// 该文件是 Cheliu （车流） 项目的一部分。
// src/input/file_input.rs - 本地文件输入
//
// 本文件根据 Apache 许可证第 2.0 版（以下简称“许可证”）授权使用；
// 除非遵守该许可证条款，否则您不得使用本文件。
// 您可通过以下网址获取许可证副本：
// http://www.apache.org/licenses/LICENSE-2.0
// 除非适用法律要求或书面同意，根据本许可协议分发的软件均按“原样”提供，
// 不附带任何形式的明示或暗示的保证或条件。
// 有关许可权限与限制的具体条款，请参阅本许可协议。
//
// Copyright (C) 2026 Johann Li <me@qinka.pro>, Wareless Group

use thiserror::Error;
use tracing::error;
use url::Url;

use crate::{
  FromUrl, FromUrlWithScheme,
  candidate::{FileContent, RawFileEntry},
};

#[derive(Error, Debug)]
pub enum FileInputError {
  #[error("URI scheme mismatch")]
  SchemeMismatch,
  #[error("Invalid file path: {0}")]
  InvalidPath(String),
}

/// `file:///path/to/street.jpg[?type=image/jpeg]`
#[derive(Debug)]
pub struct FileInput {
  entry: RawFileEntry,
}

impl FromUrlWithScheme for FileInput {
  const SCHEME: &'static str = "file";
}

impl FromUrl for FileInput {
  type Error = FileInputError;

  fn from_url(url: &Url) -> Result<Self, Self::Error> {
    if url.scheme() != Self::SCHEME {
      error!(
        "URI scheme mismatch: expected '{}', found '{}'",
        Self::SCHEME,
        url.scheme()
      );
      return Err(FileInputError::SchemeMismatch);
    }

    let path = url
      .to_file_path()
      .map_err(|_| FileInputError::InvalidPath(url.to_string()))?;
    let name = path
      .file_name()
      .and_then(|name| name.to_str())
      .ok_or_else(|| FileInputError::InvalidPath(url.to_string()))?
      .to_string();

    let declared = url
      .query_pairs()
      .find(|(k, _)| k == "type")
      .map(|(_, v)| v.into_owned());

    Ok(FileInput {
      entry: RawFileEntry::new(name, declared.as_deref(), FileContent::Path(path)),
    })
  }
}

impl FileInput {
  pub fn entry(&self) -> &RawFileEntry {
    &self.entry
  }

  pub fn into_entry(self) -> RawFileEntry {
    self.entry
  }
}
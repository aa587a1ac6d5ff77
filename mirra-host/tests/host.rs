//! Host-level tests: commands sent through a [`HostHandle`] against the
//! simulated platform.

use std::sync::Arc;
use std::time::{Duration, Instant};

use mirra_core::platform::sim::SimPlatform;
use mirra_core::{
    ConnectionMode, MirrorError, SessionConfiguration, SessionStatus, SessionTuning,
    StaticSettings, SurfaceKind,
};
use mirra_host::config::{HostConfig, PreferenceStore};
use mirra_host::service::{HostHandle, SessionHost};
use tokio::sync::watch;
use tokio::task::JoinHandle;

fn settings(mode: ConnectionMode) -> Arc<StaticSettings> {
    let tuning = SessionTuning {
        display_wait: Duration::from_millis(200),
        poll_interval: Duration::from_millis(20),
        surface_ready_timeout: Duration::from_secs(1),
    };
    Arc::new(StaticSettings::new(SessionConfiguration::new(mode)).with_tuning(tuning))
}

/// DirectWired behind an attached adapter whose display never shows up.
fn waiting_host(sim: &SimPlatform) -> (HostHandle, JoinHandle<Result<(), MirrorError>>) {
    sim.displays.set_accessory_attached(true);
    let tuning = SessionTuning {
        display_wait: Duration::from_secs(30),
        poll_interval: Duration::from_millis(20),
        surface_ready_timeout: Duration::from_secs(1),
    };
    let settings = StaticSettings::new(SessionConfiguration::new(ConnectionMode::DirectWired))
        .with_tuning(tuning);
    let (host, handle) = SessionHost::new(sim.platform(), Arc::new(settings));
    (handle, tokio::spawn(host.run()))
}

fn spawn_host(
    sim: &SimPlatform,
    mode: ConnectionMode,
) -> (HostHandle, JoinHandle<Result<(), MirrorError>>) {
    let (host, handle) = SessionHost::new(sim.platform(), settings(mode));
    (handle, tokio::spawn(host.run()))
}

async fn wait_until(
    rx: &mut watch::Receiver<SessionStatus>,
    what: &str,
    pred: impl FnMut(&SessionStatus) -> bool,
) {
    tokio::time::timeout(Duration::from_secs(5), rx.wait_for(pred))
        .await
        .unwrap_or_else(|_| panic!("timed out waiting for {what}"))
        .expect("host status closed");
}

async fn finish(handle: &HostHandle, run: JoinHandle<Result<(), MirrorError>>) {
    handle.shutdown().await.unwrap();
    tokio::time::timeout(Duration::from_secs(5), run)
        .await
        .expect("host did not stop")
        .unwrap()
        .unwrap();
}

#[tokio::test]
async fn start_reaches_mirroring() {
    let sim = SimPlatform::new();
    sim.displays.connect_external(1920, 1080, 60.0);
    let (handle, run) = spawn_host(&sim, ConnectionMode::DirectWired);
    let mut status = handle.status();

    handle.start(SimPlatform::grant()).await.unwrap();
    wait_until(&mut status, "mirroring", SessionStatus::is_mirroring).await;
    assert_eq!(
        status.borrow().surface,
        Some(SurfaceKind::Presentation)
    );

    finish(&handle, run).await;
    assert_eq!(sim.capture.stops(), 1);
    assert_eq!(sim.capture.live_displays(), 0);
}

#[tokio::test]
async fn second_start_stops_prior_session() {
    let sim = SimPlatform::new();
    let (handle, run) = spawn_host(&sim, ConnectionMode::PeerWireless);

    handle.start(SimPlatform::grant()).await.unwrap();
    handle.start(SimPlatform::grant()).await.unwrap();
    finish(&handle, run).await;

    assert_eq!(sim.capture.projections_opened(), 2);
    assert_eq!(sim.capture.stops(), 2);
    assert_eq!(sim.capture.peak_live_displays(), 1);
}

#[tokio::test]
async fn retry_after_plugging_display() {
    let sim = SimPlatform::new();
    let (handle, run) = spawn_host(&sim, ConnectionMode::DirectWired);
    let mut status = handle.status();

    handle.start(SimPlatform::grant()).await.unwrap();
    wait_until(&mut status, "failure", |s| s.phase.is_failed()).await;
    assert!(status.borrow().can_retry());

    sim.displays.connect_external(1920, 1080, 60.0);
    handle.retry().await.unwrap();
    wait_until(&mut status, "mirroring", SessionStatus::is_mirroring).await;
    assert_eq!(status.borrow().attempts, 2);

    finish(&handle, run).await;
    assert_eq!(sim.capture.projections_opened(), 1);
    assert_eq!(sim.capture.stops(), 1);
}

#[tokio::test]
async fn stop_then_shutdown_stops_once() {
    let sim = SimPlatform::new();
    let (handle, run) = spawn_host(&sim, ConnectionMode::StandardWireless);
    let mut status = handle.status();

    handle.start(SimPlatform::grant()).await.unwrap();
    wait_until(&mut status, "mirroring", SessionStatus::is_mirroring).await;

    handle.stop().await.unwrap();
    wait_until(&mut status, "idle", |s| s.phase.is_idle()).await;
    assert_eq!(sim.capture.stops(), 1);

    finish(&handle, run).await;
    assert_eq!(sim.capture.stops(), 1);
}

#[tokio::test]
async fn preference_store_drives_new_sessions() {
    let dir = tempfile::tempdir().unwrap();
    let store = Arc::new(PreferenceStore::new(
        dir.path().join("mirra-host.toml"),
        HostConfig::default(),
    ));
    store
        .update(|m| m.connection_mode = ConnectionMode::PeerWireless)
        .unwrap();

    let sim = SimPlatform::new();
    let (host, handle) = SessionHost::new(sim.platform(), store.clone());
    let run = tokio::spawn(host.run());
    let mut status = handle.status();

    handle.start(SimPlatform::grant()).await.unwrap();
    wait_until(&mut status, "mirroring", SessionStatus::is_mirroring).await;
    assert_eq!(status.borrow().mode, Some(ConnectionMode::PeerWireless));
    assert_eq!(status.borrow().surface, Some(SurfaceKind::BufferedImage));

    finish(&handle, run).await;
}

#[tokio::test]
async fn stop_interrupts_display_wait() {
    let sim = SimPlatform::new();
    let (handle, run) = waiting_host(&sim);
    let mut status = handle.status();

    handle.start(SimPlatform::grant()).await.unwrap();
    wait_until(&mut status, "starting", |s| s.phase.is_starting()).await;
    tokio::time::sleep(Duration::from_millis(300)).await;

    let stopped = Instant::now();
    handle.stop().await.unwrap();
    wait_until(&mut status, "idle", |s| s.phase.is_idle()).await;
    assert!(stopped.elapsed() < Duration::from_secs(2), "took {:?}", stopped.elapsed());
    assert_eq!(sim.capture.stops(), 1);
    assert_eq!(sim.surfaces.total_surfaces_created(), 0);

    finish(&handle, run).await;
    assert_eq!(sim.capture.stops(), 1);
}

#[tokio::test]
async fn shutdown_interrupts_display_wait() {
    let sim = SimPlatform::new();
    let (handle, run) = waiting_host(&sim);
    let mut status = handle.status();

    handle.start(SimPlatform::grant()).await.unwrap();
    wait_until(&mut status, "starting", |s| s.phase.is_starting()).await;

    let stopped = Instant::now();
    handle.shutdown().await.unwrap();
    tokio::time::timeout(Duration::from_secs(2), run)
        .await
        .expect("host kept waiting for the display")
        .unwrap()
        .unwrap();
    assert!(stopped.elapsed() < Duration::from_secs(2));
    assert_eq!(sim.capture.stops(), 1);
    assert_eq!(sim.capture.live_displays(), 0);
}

----

Look through the data and gather every line with the string "PreferenceStore" in it.

**Exercise output:**
use mirra_host::config::{HostConfig, PreferenceStore};
    let store = Arc::new(PreferenceStore::new(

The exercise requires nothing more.